- What you will do -
Check each line below for the word "means" and give the number of lines that have it, nothing more.

Exercise input START

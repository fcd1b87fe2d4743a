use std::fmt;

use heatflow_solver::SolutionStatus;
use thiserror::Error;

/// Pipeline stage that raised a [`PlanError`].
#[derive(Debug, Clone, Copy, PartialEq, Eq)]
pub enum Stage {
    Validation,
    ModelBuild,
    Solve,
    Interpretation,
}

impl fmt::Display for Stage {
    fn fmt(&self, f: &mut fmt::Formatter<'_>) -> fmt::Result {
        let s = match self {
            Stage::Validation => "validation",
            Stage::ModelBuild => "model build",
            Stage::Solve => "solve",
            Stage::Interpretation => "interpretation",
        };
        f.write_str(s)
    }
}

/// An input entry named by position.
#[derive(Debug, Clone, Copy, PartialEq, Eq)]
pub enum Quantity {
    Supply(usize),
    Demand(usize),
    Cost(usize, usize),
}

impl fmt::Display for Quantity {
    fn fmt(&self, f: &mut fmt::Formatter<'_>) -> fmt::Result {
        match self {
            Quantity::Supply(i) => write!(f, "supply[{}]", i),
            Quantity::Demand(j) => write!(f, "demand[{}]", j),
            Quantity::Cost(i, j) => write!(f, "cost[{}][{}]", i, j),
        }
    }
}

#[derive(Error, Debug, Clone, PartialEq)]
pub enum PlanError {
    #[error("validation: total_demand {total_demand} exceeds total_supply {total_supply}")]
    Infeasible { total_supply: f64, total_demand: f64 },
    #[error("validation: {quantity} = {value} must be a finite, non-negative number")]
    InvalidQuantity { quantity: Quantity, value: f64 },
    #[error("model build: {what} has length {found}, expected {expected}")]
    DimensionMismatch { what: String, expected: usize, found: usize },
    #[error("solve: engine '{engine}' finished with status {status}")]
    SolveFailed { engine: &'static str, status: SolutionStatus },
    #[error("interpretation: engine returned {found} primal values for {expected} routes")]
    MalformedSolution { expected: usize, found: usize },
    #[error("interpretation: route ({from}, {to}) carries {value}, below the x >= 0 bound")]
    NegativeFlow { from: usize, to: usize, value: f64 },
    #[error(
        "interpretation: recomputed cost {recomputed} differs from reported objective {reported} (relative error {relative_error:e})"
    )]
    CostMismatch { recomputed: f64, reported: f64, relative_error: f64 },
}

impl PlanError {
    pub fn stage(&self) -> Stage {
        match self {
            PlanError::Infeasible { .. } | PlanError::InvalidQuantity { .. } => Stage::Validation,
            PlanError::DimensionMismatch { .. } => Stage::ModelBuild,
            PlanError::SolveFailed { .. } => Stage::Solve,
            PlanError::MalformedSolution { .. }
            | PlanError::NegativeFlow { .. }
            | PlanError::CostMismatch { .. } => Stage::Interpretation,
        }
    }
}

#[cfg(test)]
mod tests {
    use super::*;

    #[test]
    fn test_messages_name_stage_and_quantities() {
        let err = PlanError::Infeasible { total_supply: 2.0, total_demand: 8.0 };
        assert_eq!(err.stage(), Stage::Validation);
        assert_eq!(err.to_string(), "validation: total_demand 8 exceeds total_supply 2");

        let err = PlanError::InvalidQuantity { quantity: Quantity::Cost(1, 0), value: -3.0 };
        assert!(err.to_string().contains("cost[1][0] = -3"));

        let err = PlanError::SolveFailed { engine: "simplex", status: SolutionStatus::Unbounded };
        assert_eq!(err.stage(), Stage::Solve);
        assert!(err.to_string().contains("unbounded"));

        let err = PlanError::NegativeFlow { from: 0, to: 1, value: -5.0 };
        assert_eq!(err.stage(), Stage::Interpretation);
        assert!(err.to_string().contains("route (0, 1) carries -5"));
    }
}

Exercise input END
Exercise input START

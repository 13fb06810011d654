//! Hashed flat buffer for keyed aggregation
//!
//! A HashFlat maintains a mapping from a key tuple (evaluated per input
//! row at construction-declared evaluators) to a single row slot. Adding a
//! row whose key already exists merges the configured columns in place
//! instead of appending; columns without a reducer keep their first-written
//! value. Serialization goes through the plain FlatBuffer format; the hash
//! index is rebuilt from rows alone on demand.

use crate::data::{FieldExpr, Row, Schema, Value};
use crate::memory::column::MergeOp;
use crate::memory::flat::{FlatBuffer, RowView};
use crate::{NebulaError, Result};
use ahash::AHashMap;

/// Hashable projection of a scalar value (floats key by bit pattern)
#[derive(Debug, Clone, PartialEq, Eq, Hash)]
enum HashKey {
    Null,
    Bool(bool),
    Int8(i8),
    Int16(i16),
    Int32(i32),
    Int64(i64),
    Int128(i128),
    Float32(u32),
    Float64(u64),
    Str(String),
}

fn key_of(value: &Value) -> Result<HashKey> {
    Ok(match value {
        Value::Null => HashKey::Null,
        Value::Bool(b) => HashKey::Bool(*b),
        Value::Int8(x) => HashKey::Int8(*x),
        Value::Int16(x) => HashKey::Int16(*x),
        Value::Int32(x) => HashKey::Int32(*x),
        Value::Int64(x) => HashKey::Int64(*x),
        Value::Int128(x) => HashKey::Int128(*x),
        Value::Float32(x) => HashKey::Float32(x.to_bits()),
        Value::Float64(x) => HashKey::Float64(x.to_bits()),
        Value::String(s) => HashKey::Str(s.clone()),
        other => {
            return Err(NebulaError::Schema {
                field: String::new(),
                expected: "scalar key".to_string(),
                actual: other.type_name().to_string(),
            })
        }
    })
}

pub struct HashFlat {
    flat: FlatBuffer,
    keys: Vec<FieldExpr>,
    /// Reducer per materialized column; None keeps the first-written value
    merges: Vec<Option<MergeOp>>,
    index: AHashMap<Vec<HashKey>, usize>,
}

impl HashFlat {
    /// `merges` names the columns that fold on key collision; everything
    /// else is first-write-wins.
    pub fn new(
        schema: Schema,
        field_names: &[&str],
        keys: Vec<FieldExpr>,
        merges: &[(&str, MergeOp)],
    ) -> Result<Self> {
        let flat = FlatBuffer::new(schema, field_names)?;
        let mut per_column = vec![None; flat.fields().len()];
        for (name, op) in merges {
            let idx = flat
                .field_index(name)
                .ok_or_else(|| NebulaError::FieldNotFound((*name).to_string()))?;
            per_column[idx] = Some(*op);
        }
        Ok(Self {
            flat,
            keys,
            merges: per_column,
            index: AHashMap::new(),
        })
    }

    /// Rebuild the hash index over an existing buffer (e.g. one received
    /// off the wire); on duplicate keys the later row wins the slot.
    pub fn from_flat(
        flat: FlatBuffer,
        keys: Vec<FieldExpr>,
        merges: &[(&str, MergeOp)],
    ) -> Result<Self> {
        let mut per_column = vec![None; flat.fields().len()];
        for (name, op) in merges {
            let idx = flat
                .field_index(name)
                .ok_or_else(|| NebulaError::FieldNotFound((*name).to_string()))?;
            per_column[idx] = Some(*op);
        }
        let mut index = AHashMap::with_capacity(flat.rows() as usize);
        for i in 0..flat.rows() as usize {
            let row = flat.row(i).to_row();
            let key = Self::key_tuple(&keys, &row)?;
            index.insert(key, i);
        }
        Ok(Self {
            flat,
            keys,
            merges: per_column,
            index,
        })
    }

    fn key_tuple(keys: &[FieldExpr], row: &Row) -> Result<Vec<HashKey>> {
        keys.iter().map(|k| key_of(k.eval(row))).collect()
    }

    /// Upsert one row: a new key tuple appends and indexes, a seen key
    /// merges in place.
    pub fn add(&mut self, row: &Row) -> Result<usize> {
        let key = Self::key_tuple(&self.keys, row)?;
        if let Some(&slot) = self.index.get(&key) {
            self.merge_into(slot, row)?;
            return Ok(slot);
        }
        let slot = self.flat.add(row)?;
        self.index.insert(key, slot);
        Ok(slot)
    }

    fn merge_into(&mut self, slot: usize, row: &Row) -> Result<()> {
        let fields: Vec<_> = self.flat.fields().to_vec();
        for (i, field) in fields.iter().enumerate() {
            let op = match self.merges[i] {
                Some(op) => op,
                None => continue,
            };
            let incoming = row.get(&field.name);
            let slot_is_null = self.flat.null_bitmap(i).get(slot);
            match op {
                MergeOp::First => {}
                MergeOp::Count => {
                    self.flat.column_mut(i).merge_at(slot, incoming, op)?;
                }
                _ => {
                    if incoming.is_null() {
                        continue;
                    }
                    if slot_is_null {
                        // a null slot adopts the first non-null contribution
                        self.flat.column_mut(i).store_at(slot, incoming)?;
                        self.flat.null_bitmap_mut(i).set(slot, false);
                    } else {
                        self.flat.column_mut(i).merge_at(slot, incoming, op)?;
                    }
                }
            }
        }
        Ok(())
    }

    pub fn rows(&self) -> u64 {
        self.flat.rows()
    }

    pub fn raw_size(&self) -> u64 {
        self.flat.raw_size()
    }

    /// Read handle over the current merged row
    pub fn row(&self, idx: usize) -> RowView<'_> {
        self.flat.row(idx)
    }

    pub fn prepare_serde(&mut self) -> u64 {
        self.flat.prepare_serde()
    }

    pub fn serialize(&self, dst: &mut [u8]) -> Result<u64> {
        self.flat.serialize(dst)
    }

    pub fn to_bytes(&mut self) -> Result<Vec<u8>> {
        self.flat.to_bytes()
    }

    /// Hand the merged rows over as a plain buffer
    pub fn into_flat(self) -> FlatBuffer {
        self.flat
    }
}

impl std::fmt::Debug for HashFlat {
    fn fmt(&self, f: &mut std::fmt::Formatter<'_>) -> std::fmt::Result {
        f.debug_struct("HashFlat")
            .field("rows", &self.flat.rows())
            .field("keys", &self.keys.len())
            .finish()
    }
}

Exercise input END
Exercise input START

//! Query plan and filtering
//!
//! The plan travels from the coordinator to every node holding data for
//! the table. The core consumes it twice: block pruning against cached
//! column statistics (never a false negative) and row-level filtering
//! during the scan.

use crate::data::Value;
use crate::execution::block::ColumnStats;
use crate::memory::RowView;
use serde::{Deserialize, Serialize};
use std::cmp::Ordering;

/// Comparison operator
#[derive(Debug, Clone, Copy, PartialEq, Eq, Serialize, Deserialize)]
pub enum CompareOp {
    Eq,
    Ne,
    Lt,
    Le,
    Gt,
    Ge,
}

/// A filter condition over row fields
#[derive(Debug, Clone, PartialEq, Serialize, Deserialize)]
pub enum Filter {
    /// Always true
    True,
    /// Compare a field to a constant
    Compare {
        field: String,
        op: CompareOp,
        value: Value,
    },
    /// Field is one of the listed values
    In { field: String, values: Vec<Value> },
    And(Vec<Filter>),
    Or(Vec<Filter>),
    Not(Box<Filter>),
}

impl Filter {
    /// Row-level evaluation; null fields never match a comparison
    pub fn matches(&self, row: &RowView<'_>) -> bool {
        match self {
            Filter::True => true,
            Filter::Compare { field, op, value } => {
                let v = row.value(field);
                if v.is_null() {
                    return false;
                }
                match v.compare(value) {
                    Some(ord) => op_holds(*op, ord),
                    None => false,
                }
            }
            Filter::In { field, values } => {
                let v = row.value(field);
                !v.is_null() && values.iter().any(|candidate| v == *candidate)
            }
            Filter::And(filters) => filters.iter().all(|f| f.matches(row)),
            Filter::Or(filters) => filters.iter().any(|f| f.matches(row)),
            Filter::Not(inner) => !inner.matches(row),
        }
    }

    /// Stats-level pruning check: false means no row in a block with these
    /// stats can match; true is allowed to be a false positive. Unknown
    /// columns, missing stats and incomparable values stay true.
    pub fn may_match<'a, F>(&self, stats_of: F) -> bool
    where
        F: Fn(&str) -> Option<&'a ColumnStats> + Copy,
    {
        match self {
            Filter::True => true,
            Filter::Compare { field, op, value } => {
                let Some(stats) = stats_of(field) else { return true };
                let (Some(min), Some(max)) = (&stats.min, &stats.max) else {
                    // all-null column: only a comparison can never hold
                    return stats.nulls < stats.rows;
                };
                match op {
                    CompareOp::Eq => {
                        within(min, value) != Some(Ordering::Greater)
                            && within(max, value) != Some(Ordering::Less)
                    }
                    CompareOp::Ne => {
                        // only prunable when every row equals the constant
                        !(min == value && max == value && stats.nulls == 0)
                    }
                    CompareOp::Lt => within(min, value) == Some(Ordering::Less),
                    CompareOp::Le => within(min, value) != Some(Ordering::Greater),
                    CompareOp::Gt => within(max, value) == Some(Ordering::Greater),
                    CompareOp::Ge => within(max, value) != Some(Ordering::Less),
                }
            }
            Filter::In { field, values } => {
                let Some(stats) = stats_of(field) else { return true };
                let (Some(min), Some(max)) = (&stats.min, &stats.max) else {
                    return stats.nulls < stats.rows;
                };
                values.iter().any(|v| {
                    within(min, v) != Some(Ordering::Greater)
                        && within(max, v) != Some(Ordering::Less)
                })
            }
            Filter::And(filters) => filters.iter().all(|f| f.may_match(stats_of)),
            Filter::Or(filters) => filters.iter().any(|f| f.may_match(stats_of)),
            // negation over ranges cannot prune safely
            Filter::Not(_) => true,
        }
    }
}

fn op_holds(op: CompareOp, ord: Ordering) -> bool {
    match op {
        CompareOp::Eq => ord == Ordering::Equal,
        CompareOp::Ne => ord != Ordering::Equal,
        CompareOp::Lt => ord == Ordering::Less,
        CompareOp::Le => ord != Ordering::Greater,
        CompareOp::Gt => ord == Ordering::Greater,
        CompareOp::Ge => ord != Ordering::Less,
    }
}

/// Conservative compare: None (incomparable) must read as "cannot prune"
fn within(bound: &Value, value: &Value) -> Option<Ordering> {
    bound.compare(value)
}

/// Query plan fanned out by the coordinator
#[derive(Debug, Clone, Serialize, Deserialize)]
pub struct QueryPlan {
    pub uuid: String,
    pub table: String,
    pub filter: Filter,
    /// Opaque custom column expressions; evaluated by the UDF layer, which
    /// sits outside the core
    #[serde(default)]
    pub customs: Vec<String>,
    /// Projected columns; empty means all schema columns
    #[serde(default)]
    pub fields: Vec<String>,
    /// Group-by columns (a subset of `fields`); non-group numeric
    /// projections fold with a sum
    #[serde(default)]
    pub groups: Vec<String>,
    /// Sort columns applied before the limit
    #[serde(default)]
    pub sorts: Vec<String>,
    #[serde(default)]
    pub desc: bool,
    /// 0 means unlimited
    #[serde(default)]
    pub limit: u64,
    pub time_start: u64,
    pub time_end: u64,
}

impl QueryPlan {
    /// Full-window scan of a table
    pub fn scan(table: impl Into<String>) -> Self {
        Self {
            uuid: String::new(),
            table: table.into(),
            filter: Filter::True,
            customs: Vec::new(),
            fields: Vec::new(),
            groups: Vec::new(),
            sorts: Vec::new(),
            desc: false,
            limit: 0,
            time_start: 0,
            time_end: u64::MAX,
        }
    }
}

Exercise input END

- Exercise response -
3